Yes this is what I was getting at. I like your description of 'flow' in TB combat as an illusion. That's exactly what it is. That's also why I don't see the value or point of animations in TB combat. Comes across as artificial and fake to me. What's the point of showing me an animation of me hitting an enemy where that enemy is a frozen statue?
Yghhh... I'll bite. Visual flurish in many games is just an "illusion". Graphics are nothing more then representation of mechanics. Devs generally don't prototype animations - they prototype mechanics - graphics are then added to either visually communicate what is happening mechanic-wise. That why games like rogue and likes worked just fine - games like that don't NEED graphics to work mechanically. But graphics make games more approachable and enjoyable to play. You don't need nice figurines and well produced pieces in a board game - but it helps in comfort of play, and understanding and remembering mechanics.
If the game is designed from ground up to be a computer game, that's true that they can use visual flurishes (such as attack animations) as mechanics. But BG3 is based on a system that couldn't be designed with that in mind - animations would have little meaning in BG3 whenever it would be semi-RTwP (afterall, BG1&2 aren't real time - they are simultaneous turns, something which confused me a lot back in the day) or turn based. I expressed somewhere else on this forum controversial opinion that I would wecome top-down RPG that wouldn't be based on dice rolls and other PnP style mechanics. I think one of the reason I like PoE series so well, that at least in some ways they make the systems more native to computers (like using real time recovery, rather then attacks per turn).
And yes, Turn-Based system does bring the mechanics to the main focus, and tends to dispell the "illusion" or "immersion" other computer games might cultivate. But one might appreciate that it doesn't muddy the mechanics up - afterall, in the end in IE games or Pathfinder the combat happens in the small box in the corner, not on the "illusion" bit of the screen.
Yes I am ok with everything you say here in general. All graphics in videogames are one form of illusion or another.
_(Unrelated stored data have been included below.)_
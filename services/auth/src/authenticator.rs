//! Credential verification and session minting

use chrono::Utc;
use common::error::DatabaseError;
use common::session::{SessionCodec, SessionDescriptor};
use std::sync::Arc;
use thiserror::Error;
use tracing::{info, warn};

use crate::models::AdminRecord;
use crate::password;
use crate::repositories::CredentialStore;

/// Authentication failure
///
/// Unknown usernames and wrong passwords share one variant.
#[derive(Debug, Error)]
pub enum AuthenticationError {
    #[error("Invalid credentials")]
    InvalidCredentials,

    #[error("Credential store error: {0}")]
    Store(#[from] DatabaseError),

    #[error("Failed to mint session token: {0}")]
    Token(anyhow::Error),
}

/// Outcome of a successful login
#[derive(Debug, Clone)]
pub struct AuthenticatedSession {
    pub admin: AdminRecord,
    pub descriptor: SessionDescriptor,
    pub token: String,
}

#[derive(Clone)]
pub struct Authenticator {
    store: Arc<dyn CredentialStore>,
    codec: SessionCodec,
}

impl Authenticator {
    pub fn new(store: Arc<dyn CredentialStore>, codec: SessionCodec) -> Self {
        Self { store, codec }
    }

    pub async fn authenticate(
        &self,
        username: &str,
        password: &str,
    ) -> Result<AuthenticatedSession, AuthenticationError> {
        let admin = match self.store.find_by_username(username).await? {
            Some(admin) => admin,
            None => {
                password::verify_against_dummy(password);
                warn!("Login rejected: unknown username");
                return Err(AuthenticationError::InvalidCredentials);
            }
        };

        if !password::verify_password(password, &admin.password_hash) {
            warn!("Login rejected: wrong password for {}", admin.username);
            return Err(AuthenticationError::InvalidCredentials);
        }

        let now = Utc::now();
        self.store.record_login(admin.id, now).await?;

        let descriptor = SessionDescriptor::issue(admin.id, admin.username.clone(), admin.role);
        let token = self
            .codec
            .encode(&descriptor)
            .map_err(AuthenticationError::Token)?;

        info!("Admin {} logged in", admin.username);

        Ok(AuthenticatedSession {
            admin,
            descriptor,
            token,
        })
    }
}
But at least in a RT(wP) game, that illusion holds, and immersion is maintained, at least for me, whereas in TB combat, it automatically gets destroyed the moment the game automatically freezes everything on my screen.
As to your controversial opinion, I myself have said in several threads here how much I dislike dice/luck-centered RPG mechanics and as such that I have slowly over the years becomes disillusioned with D&D mechanics. I also much prefer a game where luck is not central and how the player chooses to build their character (and also companion characters) and the choices they make in-game should be the driver of mechanics.
In reality, we are often in agreement. So it puzzles me why you so often choose to post negatively towards me.